Requirement
Each record below must be written out exactly as given.

Dataset records: Begin

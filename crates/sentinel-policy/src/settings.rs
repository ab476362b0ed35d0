//! Process-level runtime settings: deployment mode, OTP session parameters,
//! and SMS gateway credentials.
//!
//! Everything here is read once at startup. The `from_lookup` constructors
//! take the variable lookup as a closure so tests never touch the real
//! process environment.

use serde::{Deserialize, Serialize};
use tracing::warn;

use sentinel_contracts::error::{SentinelError, SentinelResult};

/// Whether the process is serving real customers.
///
/// Decides whether a plaintext OTP may ever be echoed back to a caller.
#[derive(Debug, Clone, Copy, Default, PartialEq, Eq, Serialize, Deserialize)]
#[serde(rename_all = "lowercase")]
pub enum DeploymentMode {
    #[default]
    Production,
    Development,
}

impl DeploymentMode {
    /// Parse a mode flag, failing closed.
    ///
    /// Only an explicit development marker (`development`, `dev`, `test`,
    /// `local`; case-insensitive) selects `Development`. An absent, empty, or
    /// unrecognized value selects `Production`.
    pub fn parse(value: Option<&str>) -> Self {
        let Some(raw) = value else {
            return Self::Production;
        };
        match raw.trim().to_ascii_lowercase().as_str() {
            "development" | "dev" | "test" | "local" => Self::Development,
            "production" | "prod" => Self::Production,
            other => {
                warn!(value = %other, "unrecognized deployment mode; treating as production");
                Self::Production
            }
        }
    }

    /// True when plaintext codes may be returned to the caller.
    pub fn exposes_codes(&self) -> bool {
        matches!(self, Self::Development)
    }
}

/// Parameters of the OTP session lifecycle.
#[derive(Debug, Clone, PartialEq, Eq, Serialize, Deserialize)]
pub struct OtpSettings {
    pub ttl_seconds: i64,
    pub code_length: usize,
    /// Prefix applied to 10-digit national numbers.
    pub country_code: String,
    pub mode: DeploymentMode,
}

impl OtpSettings {
    /// Environment variables consulted for the mode flag, in order.
    pub const MODE_VARS: [&'static str; 2] = ["SENTINEL_ENV", "ENVIRONMENT"];

    /// Read the deployment mode from the process environment.
    pub fn from_env() -> Self {
        Self::from_lookup(|key| std::env::var(key).ok())
    }

    /// Build settings using `lookup` for variable access.
    pub fn from_lookup(lookup: impl Fn(&str) -> Option<String>) -> Self {
        let raw = Self::MODE_VARS.iter().find_map(|&key| lookup(key));
        Self {
            mode: DeploymentMode::parse(raw.as_deref()),
            ..Self::default()
        }
    }

    /// Shortest and longest code the manager will issue.
    pub const CODE_LENGTH_RANGE: std::ops::RangeInclusive<usize> = 4..=12;

    /// Reject settings that would issue trivially guessable or already
    /// expired codes.
    pub fn validate(&self) -> SentinelResult<()> {
        if !Self::CODE_LENGTH_RANGE.contains(&self.code_length) {
            return Err(SentinelError::ConfigError {
                reason: format!(
                    "OTP code_length {} is outside {}-{}",
                    self.code_length,
                    Self::CODE_LENGTH_RANGE.start(),
                    Self::CODE_LENGTH_RANGE.end()
                ),
            });
        }
        if self.ttl_seconds <= 0 {
            return Err(SentinelError::ConfigError {
                reason: format!("OTP ttl_seconds must be positive (got {})", self.ttl_seconds),
            });
        }
        Ok(())
    }

    /// Settings for local runs and tests: codes are exposed.
    pub fn development() -> Self {
        Self {
            mode: DeploymentMode::Development,
            ..Self::default()
        }
    }
}

impl Default for OtpSettings {
    fn default() -> Self {
        Self {
            ttl_seconds: 300,
            code_length: 6,
            country_code: "91".to_string(),
            mode: DeploymentMode::Production,
        }
    }
}

/// Credentials for the carrier SMS gateway.
///
/// Present only when every field is configured; a partial set is treated
/// as absent so the local fallback is selected.
#[derive(Clone, PartialEq, Eq)]
pub struct GatewayCredentials {
    pub account_sid: String,
    pub auth_token: String,
    pub from_number: String,
}

impl GatewayCredentials {
    pub const ACCOUNT_SID_VAR: &'static str = "SENTINEL_SMS_ACCOUNT_SID";
    pub const AUTH_TOKEN_VAR: &'static str = "SENTINEL_SMS_AUTH_TOKEN";
    pub const FROM_NUMBER_VAR: &'static str = "SENTINEL_SMS_FROM_NUMBER";

    pub fn from_env() -> Option<Self> {
        Self::from_lookup(|key| std::env::var(key).ok())
    }

    pub fn from_lookup(lookup: impl Fn(&str) -> Option<String>) -> Option<Self> {
        let get = |key: &str| lookup(key).filter(|v| !v.trim().is_empty());
        Some(Self {
            account_sid: get(Self::ACCOUNT_SID_VAR)?,
            auth_token: get(Self::AUTH_TOKEN_VAR)?,
            from_number: get(Self::FROM_NUMBER_VAR)?,
        })
    }
}

impl std::fmt::Debug for GatewayCredentials {
    fn fmt(&self, f: &mut std::fmt::Formatter<'_>) -> std::fmt::Result {
        f.debug_struct("GatewayCredentials")
            .field("account_sid", &self.account_sid)
            .field("auth_token", &"<redacted>")
            .field("from_number", &self.from_number)
            .finish()
    }
}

Dataset records: End

Solution to the exercise
filename crates/sentinel-policy/src/settings.rs
repository ab476362b0ed35d0
//! Process-level runtime settings: deployment mode, OTP session parameters,
//! and SMS gateway credentials.
//!
//! Everything here is read once at startup. The `from_lookup` constructors
//! take the variable lookup as a closure so tests never touch the real
//! process environment.

use serde::{Deserialize, Serialize};
use tracing::warn;

use sentinel_contracts::error::{SentinelError, SentinelResult};

/// Whether the process is serving real customers.
///
/// Decides whether a plaintext OTP may ever be echoed back to a caller.
#[derive(Debug, Clone, Copy, Default, PartialEq, Eq, Serialize, Deserialize)]
#[serde(rename_all = "lowercase")]
pub enum DeploymentMode {
    #[default]
    Production,
    Development,
}

impl DeploymentMode {
    /// Parse a mode flag, failing closed.
    ///
    /// Only an explicit development marker (`development`, `dev`, `test`,
    /// `local`; case-insensitive) selects `Development`. An absent, empty, or
    /// unrecognized value selects `Production`.
    pub fn parse(value: Option<&str>) -> Self {
        let Some(raw) = value else {
            return Self::Production;
        };
        match raw.trim().to_ascii_lowercase().as_str() {
            "development" | "dev" | "test" | "local" => Self::Development,
            "production" | "prod" => Self::Production,
            other => {
                warn!(value = %other, "unrecognized deployment mode; treating as production");
                Self::Production
            }
        }
    }

    /// True when plaintext codes may be returned to the caller.
    pub fn exposes_codes(&self) -> bool {
        matches!(self, Self::Development)
    }
}

/// Parameters of the OTP session lifecycle.
#[derive(Debug, Clone, PartialEq, Eq, Serialize, Deserialize)]
pub struct OtpSettings {
    pub ttl_seconds: i64,
    pub code_length: usize,
    /// Prefix applied to 10-digit national numbers.
    pub country_code: String,
    pub mode: DeploymentMode,
}

impl OtpSettings {
    /// Environment variables consulted for the mode flag, in order.
    pub const MODE_VARS: [&'static str; 2] = ["SENTINEL_ENV", "ENVIRONMENT"];

    /// Read the deployment mode from the process environment.
    pub fn from_env() -> Self {
        Self::from_lookup(|key| std::env::var(key).ok())
    }

    /// Build settings using `lookup` for variable access.
    pub fn from_lookup(lookup: impl Fn(&str) -> Option<String>) -> Self {
        let raw = Self::MODE_VARS.iter().find_map(|&key| lookup(key));
        Self {
            mode: DeploymentMode::parse(raw.as_deref()),
            ..Self::default()
        }
    }

    /// Shortest and longest code the manager will issue.
    pub const CODE_LENGTH_RANGE: std::ops::RangeInclusive<usize> = 4..=12;

    /// Reject settings that would issue trivially guessable or already
    /// expired codes.
    pub fn validate(&self) -> SentinelResult<()> {
        if !Self::CODE_LENGTH_RANGE.contains(&self.code_length) {
            return Err(SentinelError::ConfigError {
                reason: format!(
                    "OTP code_length {} is outside {}-{}",
                    self.code_length,
                    Self::CODE_LENGTH_RANGE.start(),
                    Self::CODE_LENGTH_RANGE.end()
                ),
            });
        }
        if self.ttl_seconds <= 0 {
            return Err(SentinelError::ConfigError {
                reason: format!("OTP ttl_seconds must be positive (got {})", self.ttl_seconds),
            });
        }
        Ok(())
    }

    /// Settings for local runs and tests: codes are exposed.
    pub fn development() -> Self {
        Self {
            mode: DeploymentMode::Development,
            ..Self::default()
        }
    }
}

impl Default for OtpSettings {
    fn default() -> Self {
        Self {
            ttl_seconds: 300,
            code_length: 6,
            country_code: "91".to_string(),
            mode: DeploymentMode::Production,
        }
    }
}

/// Credentials for the carrier SMS gateway.
///
/// Present only when every field is configured; a partial set is treated
/// as absent so the local fallback is selected.
#[derive(Clone, PartialEq, Eq)]
pub struct GatewayCredentials {
    pub account_sid: String,
    pub auth_token: String,
    pub from_number: String,
}

impl GatewayCredentials {
    pub const ACCOUNT_SID_VAR: &'static str = "SENTINEL_SMS_ACCOUNT_SID";
    pub const AUTH_TOKEN_VAR: &'static str = "SENTINEL_SMS_AUTH_TOKEN";
    pub const FROM_NUMBER_VAR: &'static str = "SENTINEL_SMS_FROM_NUMBER";

    pub fn from_env() -> Option<Self> {
        Self::from_lookup(|key| std::env::var(key).ok())
    }

    pub fn from_lookup(lookup: impl Fn(&str) -> Option<String>) -> Option<Self> {
        let get = |key: &str| lookup(key).filter(|v| !v.trim().is_empty());
        Some(Self {
            account_sid: get(Self::ACCOUNT_SID_VAR)?,
            auth_token: get(Self::AUTH_TOKEN_VAR)?,
            from_number: get(Self::FROM_NUMBER_VAR)?,
        })
    }
}

impl std::fmt::Debug for GatewayCredentials {
    fn fmt(&self, f: &mut std::fmt::Formatter<'_>) -> std::fmt::Result {
        f.debug_struct("GatewayCredentials")
            .field("account_sid", &self.account_sid)
            .field("auth_token", &"<redacted>")
            .field("from_number", &self.from_number)
            .finish()
    }
}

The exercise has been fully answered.